SOURCE DATA START

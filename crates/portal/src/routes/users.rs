//! Admin user management handlers.
//!
//! Role grants live on the backend user record as a pair of flags; the
//! cached role for the affected account is dropped on every change so
//! the new grant takes effect on their next request, not after the TTL.

use axum::{
    Json,
    extract::{Path, State},
};

use aegis_core::UserId;

use crate::api::{RoleUpdate, UserRecord};
use crate::error::Result;
use crate::middleware::RequireAdmin;
use crate::state::AppState;

/// List every registered user.
///
/// GET /api/admin/users
pub async fn list_users(
    RequireAdmin(admin): RequireAdmin,
    State(state): State<AppState>,
) -> Result<Json<Vec<UserRecord>>> {
    let users = state.backend().get_users(&admin.access_token).await?;
    Ok(Json(users))
}

/// List users holding the agent grant, for assignment pickers.
///
/// GET /api/admin/agents
pub async fn list_agents(
    RequireAdmin(admin): RequireAdmin,
    State(state): State<AppState>,
) -> Result<Json<Vec<UserRecord>>> {
    let users = state.backend().get_users(&admin.access_token).await?;
    let agents = users.into_iter().filter(|u| u.flags.is_agent).collect();

    Ok(Json(agents))
}

/// Change a user's role grants.
///
/// PATCH /api/admin/users/{id}/role
///
/// # Errors
///
/// Returns 404 when no user has this id.
pub async fn update_role(
    RequireAdmin(admin): RequireAdmin,
    State(state): State<AppState>,
    Path(user_id): Path<UserId>,
    Json(update): Json<RoleUpdate>,
) -> Result<Json<UserRecord>> {
    let record = state
        .backend()
        .update_user_role(&admin.access_token, &user_id, update)
        .await?;

    // The grant must land on their next request, not after the cache TTL.
    state.roles().invalidate(&record.email).await;

    tracing::info!(
        user = %record.email,
        is_admin = update.is_admin,
        is_agent = update.is_agent,
        changed_by = %admin.email,
        "Role grants updated"
    );

    Ok(Json(record))
}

SOURCE DATA END

WORK INSTRUCTION: A verbatim copy of every record is what you should return.

EXERCISE RESULT:
filename crates/portal/src/routes/users.rs
//! Admin user management handlers.
//!
//! Role grants live on the backend user record as a pair of flags; the
//! cached role for the affected account is dropped on every change so
//! the new grant takes effect on their next request, not after the TTL.

use axum::{
    Json,
    extract::{Path, State},
};

use aegis_core::UserId;

use crate::api::{RoleUpdate, UserRecord};
use crate::error::Result;
use crate::middleware::RequireAdmin;
use crate::state::AppState;

/// List every registered user.
///
/// GET /api/admin/users
pub async fn list_users(
    RequireAdmin(admin): RequireAdmin,
    State(state): State<AppState>,
) -> Result<Json<Vec<UserRecord>>> {
    let users = state.backend().get_users(&admin.access_token).await?;
    Ok(Json(users))
}

/// List users holding the agent grant, for assignment pickers.
///
/// GET /api/admin/agents
pub async fn list_agents(
    RequireAdmin(admin): RequireAdmin,
    State(state): State<AppState>,
) -> Result<Json<Vec<UserRecord>>> {
    let users = state.backend().get_users(&admin.access_token).await?;
    let agents = users.into_iter().filter(|u| u.flags.is_agent).collect();

    Ok(Json(agents))
}

/// Change a user's role grants.
///
/// PATCH /api/admin/users/{id}/role
///
/// # Errors
///
/// Returns 404 when no user has this id.
pub async fn update_role(
    RequireAdmin(admin): RequireAdmin,
    State(state): State<AppState>,
    Path(user_id): Path<UserId>,
    Json(update): Json<RoleUpdate>,
) -> Result<Json<UserRecord>> {
    let record = state
        .backend()
        .update_user_role(&admin.access_token, &user_id, update)
        .await?;

    // The grant must land on their next request, not after the cache TTL.
    state.roles().invalidate(&record.email).await;

    tracing::info!(
        user = %record.email,
        is_admin = update.is_admin,
        is_agent = update.is_agent,
        changed_by = %admin.email,
        "Role grants updated"
    );

    Ok(Json(record))
}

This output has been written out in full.